• _TASK TO COMPLETE_
Every line of the entries below that mentions "Commands" is to be copied out.

• _DATA EXTRACTS_
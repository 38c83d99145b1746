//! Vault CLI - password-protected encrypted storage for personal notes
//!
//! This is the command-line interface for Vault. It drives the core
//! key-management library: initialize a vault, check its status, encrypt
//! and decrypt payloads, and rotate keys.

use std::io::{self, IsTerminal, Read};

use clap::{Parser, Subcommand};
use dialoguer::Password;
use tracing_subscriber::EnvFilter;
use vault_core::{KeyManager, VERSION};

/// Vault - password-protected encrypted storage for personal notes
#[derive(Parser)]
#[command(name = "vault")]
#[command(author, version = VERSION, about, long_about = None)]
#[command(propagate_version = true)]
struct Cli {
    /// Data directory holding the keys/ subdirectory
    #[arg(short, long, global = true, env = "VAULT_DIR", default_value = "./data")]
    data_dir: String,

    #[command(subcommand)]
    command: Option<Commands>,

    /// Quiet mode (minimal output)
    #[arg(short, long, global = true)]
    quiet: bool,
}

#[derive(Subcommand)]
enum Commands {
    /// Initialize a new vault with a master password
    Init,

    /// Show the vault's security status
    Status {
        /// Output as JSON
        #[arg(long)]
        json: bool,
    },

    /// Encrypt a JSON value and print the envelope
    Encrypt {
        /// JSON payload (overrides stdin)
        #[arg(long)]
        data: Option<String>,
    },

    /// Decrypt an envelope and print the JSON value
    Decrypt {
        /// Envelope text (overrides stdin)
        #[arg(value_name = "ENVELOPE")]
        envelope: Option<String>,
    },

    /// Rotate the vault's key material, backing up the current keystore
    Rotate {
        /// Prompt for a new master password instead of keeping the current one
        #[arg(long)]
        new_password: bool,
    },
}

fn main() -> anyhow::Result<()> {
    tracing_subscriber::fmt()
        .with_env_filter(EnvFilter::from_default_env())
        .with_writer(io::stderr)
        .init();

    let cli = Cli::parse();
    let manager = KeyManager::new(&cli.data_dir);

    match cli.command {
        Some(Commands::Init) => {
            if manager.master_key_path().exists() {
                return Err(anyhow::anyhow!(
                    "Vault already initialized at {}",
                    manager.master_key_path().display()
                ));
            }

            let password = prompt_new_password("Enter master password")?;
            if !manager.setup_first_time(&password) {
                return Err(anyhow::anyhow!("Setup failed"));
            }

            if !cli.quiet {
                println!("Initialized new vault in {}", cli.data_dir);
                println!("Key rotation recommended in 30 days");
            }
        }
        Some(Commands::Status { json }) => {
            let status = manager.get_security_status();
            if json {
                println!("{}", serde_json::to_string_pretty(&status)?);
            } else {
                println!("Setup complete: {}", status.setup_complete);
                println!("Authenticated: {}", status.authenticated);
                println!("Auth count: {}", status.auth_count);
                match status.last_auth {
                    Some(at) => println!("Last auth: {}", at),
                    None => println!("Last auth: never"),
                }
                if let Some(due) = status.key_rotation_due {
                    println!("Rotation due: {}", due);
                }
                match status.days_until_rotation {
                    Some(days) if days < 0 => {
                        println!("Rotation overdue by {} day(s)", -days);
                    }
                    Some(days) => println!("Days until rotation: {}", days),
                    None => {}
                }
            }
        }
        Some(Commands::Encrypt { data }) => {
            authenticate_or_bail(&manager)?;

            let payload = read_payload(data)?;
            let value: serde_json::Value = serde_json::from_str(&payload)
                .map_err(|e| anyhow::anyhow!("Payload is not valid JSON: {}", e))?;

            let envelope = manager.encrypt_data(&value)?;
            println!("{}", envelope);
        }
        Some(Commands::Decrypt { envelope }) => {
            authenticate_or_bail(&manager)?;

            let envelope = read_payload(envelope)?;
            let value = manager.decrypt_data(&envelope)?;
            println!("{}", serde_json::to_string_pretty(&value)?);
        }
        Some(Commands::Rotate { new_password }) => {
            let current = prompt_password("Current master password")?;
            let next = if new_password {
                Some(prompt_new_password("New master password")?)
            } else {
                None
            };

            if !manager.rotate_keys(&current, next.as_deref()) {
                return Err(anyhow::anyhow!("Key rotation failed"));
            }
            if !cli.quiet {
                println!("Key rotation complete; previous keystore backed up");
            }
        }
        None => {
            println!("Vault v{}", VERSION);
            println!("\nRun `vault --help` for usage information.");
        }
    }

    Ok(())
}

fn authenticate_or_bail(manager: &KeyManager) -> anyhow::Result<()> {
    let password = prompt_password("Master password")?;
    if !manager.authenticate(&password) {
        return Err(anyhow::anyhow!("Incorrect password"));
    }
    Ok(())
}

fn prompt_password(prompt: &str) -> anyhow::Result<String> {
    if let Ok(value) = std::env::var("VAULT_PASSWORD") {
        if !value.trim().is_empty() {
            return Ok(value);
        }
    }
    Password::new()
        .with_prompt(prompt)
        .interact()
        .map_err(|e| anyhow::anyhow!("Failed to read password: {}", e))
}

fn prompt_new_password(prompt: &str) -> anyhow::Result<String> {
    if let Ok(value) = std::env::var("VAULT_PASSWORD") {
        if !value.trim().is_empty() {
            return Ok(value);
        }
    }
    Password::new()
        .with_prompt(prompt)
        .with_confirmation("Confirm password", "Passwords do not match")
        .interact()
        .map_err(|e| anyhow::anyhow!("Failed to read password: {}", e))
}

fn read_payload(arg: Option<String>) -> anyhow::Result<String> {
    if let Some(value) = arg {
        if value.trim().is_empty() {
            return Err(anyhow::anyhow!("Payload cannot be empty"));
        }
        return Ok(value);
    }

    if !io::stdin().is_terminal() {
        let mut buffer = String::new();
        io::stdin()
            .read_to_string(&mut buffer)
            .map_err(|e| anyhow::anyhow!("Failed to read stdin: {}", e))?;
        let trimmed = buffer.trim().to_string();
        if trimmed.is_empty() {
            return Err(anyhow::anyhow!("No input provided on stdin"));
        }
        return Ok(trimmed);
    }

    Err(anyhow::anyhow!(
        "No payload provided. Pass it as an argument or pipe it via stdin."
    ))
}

--

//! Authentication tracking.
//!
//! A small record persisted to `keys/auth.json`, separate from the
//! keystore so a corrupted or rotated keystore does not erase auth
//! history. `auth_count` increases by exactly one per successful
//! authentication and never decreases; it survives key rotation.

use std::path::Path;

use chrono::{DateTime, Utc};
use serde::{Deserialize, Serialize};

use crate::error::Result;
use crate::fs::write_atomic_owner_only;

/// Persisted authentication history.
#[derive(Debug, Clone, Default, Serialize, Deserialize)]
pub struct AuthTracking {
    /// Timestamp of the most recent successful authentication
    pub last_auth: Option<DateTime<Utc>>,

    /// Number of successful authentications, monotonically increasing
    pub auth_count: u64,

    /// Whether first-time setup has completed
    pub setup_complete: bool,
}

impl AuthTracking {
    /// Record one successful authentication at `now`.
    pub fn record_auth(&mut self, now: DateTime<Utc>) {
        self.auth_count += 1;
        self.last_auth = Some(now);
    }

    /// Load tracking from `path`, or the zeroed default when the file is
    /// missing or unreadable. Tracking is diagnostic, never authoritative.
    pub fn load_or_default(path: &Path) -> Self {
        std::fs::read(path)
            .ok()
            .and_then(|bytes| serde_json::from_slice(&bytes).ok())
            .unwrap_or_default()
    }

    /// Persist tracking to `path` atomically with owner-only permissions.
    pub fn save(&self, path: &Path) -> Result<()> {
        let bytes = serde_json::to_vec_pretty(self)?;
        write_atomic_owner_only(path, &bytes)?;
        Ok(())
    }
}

• _REPLY_
    command: Option<Commands>,
enum Commands {
        Some(Commands::Init) => {
        Some(Commands::Status { json }) => {
        Some(Commands::Encrypt { data }) => {
        Some(Commands::Decrypt { envelope }) => {
        Some(Commands::Rotate { new_password }) => {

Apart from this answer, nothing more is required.